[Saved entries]
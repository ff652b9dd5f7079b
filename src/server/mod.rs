//! HTTP server for duckgate
//!
//! # Endpoints
//!
//! | Method | Path | Description |
//! |--------|------|-------------|
//! | `GET` | `/health` | Liveness and store status |
//! | `GET` | `/tables` | List tables |
//! | `POST` | `/tables?table_name=X` | Create a table |
//! | `POST` | `/create_table` | Create a table (`{"name", "schema"}` body) |
//! | `GET` | `/tables/{name}` | Export a table |
//! | `POST` | `/tables/{name}` | Bulk insert rows |
//! | `DELETE` | `/tables/{name}` | Drop a table |
//! | `GET` | `/tables/{name}/schema` | Table columns and row count |
//! | `GET` | `/table/{name}` | Same as `/tables/{name}/schema` |
//! | `GET` | `/table/{name}/export` | Same as `GET /tables/{name}` |
//! | `POST` | `/sql` | Run a SQL statement and export the result |
//! | `POST` | `/execute` | Same as `/sql` |
//! | `POST` | `/import?table_name=X` | Create a table from an uploaded file |
//! | `GET` | `/test` | Run the smoke-test suite on a scratch database |

pub mod error;
mod export;
mod import_api;
mod request;
mod sql_api;
mod tables_api;

pub use error::{ApiError, ErrorResponse};
pub use request::RequestParams;

use std::sync::Arc;

use axum::{
    extract::{DefaultBodyLimit, State},
    http::StatusCode,
    response::{IntoResponse, Response},
    routing::get,
    Json, Router,
};
use duckgate_engine::{EngineError, TableStore};
use serde::Serialize;
use tracing::{info, warn};

use crate::config::ServerConfig;
use crate::diagnostics;
use crate::error::{DuckgateError, Result};

/// State shared by every handler.
#[derive(Clone)]
pub struct AppState {
    pub store: Arc<TableStore>,
    pub config: Arc<ServerConfig>,
}

impl AppState {
    pub fn new(store: Arc<TableStore>, config: ServerConfig) -> Self {
        Self {
            store,
            config: Arc::new(config),
        }
    }

    /// Run `op` against the store on the blocking pool, bounded by the
    /// configured query timeout.
    ///
    /// On timeout the request fails with `QueryTimeout`; the statement itself
    /// runs to completion in the background and its result is discarded.
    pub(crate) async fn run_store<T, F>(&self, op: F) -> std::result::Result<T, ApiError>
    where
        F: FnOnce(&TableStore) -> duckgate_engine::Result<T> + Send + 'static,
        T: Send + 'static,
    {
        let store = self.store.clone();
        let timeout = self.config.query_timeout;
        let task = tokio::task::spawn_blocking(move || op(&store));

        match tokio::time::timeout(timeout, task).await {
            Ok(Ok(result)) => Ok(result?),
            Ok(Err(join)) => Err(ApiError::Internal(format!("store task failed: {}", join))),
            Err(_) => {
                let timeout_ms = self.config.query_timeout_ms();
                warn!(timeout_ms, "Store operation timed out");
                Err(EngineError::QueryTimeout { timeout_ms }.into())
            }
        }
    }
}

/// Build the router with every endpoint.
pub fn create_router(state: AppState) -> Router {
    let body_limit = state.config.upload_limit_bytes();
    Router::new()
        .route("/health", get(health_handler))
        .route("/test", get(diagnostics_handler))
        .merge(tables_api::routes())
        .merge(sql_api::routes())
        .merge(import_api::routes())
        .layer(DefaultBodyLimit::max(body_limit))
        .with_state(state)
}

/// Bind, serve until Ctrl-C, then close the store.
pub async fn serve(config: ServerConfig, store: Arc<TableStore>) -> Result<()> {
    let addr = format!("{}:{}", config.host, config.port);
    let listener = tokio::net::TcpListener::bind(&addr).await.map_err(|e| {
        if e.kind() == std::io::ErrorKind::AddrInUse {
            DuckgateError::Server(format!(
                "port {} is already in use. Fix: pass --port or set DUCKGATE_PORT, \
                 or stop the existing process.",
                config.port
            ))
        } else {
            DuckgateError::Server(format!("failed to bind {}: {}", addr, e))
        }
    })?;

    let state = AppState::new(store.clone(), config);
    let app = create_router(state);

    info!(addr = %addr, "Starting HTTP server");
    axum::serve(listener, app)
        .with_graceful_shutdown(shutdown_signal())
        .await?;

    store.close();
    info!("Server stopped");
    Ok(())
}

async fn shutdown_signal() {
    if let Err(e) = tokio::signal::ctrl_c().await {
        warn!(error = %e, "Failed to listen for shutdown signal");
        std::future::pending::<()>().await;
    }
    info!("Shutdown signal received");
}

// ─── Health ──────────────────────────────────────────────────────────────────

#[derive(Debug, Serialize)]
struct HealthStatus {
    status: &'static str,
    version: &'static str,
}

async fn health_handler(State(state): State<AppState>) -> Response {
    let healthy = state.store.is_open();
    let status = HealthStatus {
        status: if healthy { "healthy" } else { "unhealthy" },
        version: env!("CARGO_PKG_VERSION"),
    };
    let code = if healthy {
        StatusCode::OK
    } else {
        StatusCode::SERVICE_UNAVAILABLE
    };
    (code, Json(status)).into_response()
}

async fn diagnostics_handler(
    State(state): State<AppState>,
) -> std::result::Result<Json<diagnostics::SmokeReport>, ApiError> {
    let options = state.config.export_options();
    let report = tokio::task::spawn_blocking(move || diagnostics::run_smoke_tests(&options))
        .await
        .map_err(|e| ApiError::Internal(format!("smoke tests failed to run: {}", e)))?;
    info!(passed = report.passed, failed = report.failed, "Smoke tests finished");
    Ok(Json(report))
}

#[cfg(test)]
mod tests {
    use super::*;
    use axum::body::Body;
    use axum::http::Request;
    use std::time::Duration;
    use tower::ServiceExt;

    fn test_state() -> AppState {
        let store = Arc::new(TableStore::open_in_memory().unwrap());
        AppState::new(store, ServerConfig::default())
    }

    #[tokio::test]
    async fn test_health() {
        let app = create_router(test_state());
        let response = app
            .oneshot(Request::get("/health").body(Body::empty()).unwrap())
            .await
            .unwrap();
        assert_eq!(response.status(), StatusCode::OK);

        let body = axum::body::to_bytes(response.into_body(), usize::MAX).await.unwrap();
        let json: serde_json::Value = serde_json::from_slice(&body).unwrap();
        assert_eq!(json["status"], "healthy");
        assert_eq!(json["version"], env!("CARGO_PKG_VERSION"));
    }

    #[tokio::test]
    async fn test_health_reports_closed_store() {
        let state = test_state();
        state.store.close();
        let response = create_router(state)
            .oneshot(Request::get("/health").body(Body::empty()).unwrap())
            .await
            .unwrap();
        assert_eq!(response.status(), StatusCode::SERVICE_UNAVAILABLE);
    }

    #[tokio::test]
    async fn test_run_store_times_out() {
        let store = Arc::new(TableStore::open_in_memory().unwrap());
        let config = ServerConfig {
            query_timeout: Duration::from_millis(20),
            ..Default::default()
        };
        let state = AppState::new(store, config);

        let err = state
            .run_store(|_| {
                std::thread::sleep(Duration::from_millis(200));
                Ok(())
            })
            .await
            .unwrap_err();
        assert!(matches!(
            err,
            ApiError::Engine(EngineError::QueryTimeout { timeout_ms: 20 })
        ));
    }

    #[tokio::test]
    async fn test_closed_store_is_unavailable() {
        let state = test_state();
        state.store.close();
        let response = create_router(state)
            .oneshot(Request::delete("/tables/anything").body(Body::empty()).unwrap())
            .await
            .unwrap();
        assert_eq!(response.status(), StatusCode::SERVICE_UNAVAILABLE);
    }

    #[tokio::test]
    async fn test_smoke_endpoint_passes() {
        let response = create_router(test_state())
            .oneshot(Request::get("/test").body(Body::empty()).unwrap())
            .await
            .unwrap();
        assert_eq!(response.status(), StatusCode::OK);

        let body = axum::body::to_bytes(response.into_body(), usize::MAX).await.unwrap();
        let json: serde_json::Value = serde_json::from_slice(&body).unwrap();
        assert_eq!(json["failed"], 0, "{}", json);
        assert!(json["passed"].as_u64().unwrap() > 0);
    }
}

*Task to complete*: Every line in the records above that contains the word "derive" should be copied out.

*Response box*:
#[derive(Clone)]
#[derive(Debug, Serialize)]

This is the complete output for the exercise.